**What you need to do**
Scan the entries below. Report each line where the string "label" occurs.

Stored items
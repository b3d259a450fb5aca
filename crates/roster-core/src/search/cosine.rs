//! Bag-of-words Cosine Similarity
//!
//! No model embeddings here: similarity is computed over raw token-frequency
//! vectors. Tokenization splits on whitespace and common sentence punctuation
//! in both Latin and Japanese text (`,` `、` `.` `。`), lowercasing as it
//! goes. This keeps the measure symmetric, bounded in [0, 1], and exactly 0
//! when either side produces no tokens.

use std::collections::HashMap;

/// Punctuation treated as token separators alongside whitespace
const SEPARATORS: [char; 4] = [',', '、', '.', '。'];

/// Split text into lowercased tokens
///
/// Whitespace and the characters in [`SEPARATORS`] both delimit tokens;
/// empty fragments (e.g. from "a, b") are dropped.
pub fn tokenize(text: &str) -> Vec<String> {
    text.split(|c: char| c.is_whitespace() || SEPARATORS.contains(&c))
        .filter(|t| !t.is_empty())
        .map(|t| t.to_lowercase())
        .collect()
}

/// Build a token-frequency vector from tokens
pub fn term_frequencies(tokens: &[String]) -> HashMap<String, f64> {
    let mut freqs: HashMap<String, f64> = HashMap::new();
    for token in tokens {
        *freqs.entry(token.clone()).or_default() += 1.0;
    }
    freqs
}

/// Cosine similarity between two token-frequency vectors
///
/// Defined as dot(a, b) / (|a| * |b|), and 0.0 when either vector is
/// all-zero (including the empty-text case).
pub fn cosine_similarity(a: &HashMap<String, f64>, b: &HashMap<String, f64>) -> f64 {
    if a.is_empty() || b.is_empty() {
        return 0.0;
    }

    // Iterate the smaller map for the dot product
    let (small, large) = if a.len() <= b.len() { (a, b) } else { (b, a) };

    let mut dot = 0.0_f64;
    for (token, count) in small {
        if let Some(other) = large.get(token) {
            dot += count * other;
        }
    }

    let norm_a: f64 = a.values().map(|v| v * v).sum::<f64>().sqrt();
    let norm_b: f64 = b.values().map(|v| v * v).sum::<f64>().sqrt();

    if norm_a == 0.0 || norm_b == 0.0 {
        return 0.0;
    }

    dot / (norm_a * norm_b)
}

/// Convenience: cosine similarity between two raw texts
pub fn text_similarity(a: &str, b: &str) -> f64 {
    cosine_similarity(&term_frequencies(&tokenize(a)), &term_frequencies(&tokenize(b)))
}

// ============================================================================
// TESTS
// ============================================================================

==

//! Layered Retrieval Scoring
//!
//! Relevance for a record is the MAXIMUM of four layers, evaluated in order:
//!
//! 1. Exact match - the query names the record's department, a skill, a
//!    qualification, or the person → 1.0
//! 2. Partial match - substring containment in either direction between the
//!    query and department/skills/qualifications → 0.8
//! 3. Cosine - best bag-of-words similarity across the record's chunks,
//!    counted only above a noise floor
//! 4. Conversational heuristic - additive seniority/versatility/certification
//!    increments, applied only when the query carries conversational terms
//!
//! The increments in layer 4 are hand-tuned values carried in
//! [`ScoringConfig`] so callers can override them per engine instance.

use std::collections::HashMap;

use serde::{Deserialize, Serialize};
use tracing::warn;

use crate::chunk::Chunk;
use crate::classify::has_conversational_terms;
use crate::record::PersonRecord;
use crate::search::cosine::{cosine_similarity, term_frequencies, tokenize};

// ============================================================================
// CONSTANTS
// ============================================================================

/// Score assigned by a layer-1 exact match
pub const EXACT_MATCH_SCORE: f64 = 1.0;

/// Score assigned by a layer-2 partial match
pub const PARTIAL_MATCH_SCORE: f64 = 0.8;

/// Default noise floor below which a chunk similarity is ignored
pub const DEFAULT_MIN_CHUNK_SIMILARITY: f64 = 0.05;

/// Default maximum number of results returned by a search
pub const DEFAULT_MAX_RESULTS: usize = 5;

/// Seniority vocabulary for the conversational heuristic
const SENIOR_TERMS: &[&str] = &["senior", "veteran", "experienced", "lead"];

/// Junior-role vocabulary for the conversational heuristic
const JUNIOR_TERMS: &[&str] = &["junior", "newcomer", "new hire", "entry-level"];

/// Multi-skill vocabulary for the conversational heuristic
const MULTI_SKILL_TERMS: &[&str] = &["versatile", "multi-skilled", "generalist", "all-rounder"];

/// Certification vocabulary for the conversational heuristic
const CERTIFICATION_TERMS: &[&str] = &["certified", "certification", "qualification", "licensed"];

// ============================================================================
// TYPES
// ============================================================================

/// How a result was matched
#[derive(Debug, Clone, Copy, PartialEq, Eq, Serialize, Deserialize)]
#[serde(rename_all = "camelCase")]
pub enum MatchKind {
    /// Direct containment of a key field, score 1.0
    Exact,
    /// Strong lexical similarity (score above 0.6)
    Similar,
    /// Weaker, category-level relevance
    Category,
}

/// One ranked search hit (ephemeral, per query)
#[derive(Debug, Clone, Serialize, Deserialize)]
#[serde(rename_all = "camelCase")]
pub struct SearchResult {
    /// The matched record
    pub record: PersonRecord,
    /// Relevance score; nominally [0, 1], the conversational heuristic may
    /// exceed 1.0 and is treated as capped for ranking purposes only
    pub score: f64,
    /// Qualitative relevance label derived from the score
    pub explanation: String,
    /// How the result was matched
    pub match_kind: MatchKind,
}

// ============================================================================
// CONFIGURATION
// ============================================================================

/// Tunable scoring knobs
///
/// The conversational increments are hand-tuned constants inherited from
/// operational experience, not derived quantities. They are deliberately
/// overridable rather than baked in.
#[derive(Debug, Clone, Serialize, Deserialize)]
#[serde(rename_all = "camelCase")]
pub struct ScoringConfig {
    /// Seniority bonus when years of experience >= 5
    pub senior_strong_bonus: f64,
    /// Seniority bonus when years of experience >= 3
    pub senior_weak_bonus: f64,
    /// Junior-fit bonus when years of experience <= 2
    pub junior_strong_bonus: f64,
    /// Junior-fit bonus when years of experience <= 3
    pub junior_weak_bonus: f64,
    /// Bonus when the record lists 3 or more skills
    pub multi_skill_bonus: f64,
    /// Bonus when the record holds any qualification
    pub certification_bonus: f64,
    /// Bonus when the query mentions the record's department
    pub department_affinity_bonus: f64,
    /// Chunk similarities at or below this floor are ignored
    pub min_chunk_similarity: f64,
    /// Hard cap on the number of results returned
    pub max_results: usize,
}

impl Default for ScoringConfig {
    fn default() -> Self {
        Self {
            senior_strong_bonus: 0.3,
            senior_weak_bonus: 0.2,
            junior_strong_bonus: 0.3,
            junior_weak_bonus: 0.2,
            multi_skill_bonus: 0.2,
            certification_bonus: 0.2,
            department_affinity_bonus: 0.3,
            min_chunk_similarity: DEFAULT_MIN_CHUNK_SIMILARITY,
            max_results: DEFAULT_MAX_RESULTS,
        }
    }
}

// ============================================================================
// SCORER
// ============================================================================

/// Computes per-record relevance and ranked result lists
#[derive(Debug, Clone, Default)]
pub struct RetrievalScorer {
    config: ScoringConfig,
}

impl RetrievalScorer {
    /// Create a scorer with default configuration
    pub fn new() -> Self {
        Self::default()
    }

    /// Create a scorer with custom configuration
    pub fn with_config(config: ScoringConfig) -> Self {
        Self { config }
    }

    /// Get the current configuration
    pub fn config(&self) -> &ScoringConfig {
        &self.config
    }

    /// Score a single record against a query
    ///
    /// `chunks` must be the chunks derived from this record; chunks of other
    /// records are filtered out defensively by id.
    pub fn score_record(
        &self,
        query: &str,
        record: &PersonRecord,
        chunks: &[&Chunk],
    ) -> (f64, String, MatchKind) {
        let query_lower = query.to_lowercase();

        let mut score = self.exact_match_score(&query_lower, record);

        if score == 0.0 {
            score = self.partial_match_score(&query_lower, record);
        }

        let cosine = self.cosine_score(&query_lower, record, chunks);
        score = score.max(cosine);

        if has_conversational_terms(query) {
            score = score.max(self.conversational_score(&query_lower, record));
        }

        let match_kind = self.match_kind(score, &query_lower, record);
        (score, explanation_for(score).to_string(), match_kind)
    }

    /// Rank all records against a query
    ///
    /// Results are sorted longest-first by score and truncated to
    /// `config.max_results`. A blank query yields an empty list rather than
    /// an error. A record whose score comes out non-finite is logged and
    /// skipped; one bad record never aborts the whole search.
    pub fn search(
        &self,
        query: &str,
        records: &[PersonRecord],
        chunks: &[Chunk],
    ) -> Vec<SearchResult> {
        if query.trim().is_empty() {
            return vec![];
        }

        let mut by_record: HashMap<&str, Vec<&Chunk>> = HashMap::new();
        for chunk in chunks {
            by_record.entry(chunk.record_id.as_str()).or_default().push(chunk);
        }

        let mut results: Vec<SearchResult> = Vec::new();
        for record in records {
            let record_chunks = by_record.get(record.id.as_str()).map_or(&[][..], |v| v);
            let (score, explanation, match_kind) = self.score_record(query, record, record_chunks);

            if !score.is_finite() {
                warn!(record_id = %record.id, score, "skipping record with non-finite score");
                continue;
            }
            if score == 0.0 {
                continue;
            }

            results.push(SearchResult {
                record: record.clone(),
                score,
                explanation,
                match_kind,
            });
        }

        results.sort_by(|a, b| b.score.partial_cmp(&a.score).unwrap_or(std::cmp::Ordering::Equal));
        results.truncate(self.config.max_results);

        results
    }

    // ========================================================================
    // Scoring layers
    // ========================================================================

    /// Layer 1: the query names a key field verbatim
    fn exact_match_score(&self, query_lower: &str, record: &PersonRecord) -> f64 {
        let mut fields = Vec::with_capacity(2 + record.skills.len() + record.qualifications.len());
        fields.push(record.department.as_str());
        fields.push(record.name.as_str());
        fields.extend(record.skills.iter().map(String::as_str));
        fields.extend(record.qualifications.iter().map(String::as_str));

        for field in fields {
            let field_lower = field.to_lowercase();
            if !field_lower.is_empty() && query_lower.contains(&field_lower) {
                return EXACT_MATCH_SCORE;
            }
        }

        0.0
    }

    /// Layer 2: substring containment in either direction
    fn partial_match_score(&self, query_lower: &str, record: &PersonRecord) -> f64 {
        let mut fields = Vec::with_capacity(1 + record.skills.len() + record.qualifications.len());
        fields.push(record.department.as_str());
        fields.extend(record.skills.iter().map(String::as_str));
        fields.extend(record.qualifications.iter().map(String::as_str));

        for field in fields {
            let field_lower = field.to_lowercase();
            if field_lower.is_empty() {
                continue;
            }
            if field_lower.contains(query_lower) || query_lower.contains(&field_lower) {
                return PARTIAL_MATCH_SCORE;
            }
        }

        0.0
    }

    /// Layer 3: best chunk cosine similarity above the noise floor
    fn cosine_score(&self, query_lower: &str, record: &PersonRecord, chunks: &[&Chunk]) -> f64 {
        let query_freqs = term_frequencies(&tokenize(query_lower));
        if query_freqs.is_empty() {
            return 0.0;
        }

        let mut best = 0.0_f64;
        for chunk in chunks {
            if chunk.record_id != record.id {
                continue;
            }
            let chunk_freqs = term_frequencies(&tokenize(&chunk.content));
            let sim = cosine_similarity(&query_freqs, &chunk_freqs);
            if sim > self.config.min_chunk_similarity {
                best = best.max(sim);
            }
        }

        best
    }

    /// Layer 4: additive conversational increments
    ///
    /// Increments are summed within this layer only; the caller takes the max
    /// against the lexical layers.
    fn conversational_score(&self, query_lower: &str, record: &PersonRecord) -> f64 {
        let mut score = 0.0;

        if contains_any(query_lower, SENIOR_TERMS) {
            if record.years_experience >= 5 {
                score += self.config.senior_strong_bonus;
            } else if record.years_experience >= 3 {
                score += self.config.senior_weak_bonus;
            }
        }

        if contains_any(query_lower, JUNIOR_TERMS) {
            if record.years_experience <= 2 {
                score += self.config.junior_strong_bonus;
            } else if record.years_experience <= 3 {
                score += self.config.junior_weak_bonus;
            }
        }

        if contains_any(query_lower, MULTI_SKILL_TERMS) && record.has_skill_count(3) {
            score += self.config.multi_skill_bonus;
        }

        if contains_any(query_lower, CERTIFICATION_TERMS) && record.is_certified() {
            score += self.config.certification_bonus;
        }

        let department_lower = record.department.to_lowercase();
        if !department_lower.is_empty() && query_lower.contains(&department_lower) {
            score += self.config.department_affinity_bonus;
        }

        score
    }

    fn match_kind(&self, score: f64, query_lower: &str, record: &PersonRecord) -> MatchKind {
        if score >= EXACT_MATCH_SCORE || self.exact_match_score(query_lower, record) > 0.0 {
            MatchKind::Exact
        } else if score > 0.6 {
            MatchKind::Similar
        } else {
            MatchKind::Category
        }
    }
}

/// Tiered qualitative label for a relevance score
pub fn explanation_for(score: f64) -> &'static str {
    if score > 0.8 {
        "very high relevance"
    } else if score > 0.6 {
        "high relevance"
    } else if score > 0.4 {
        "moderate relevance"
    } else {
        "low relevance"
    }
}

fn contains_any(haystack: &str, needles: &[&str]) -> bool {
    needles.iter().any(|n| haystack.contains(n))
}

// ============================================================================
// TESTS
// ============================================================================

**Exercise output**
    /// Qualitative relevance label derived from the score
/// Tiered qualitative label for a relevance score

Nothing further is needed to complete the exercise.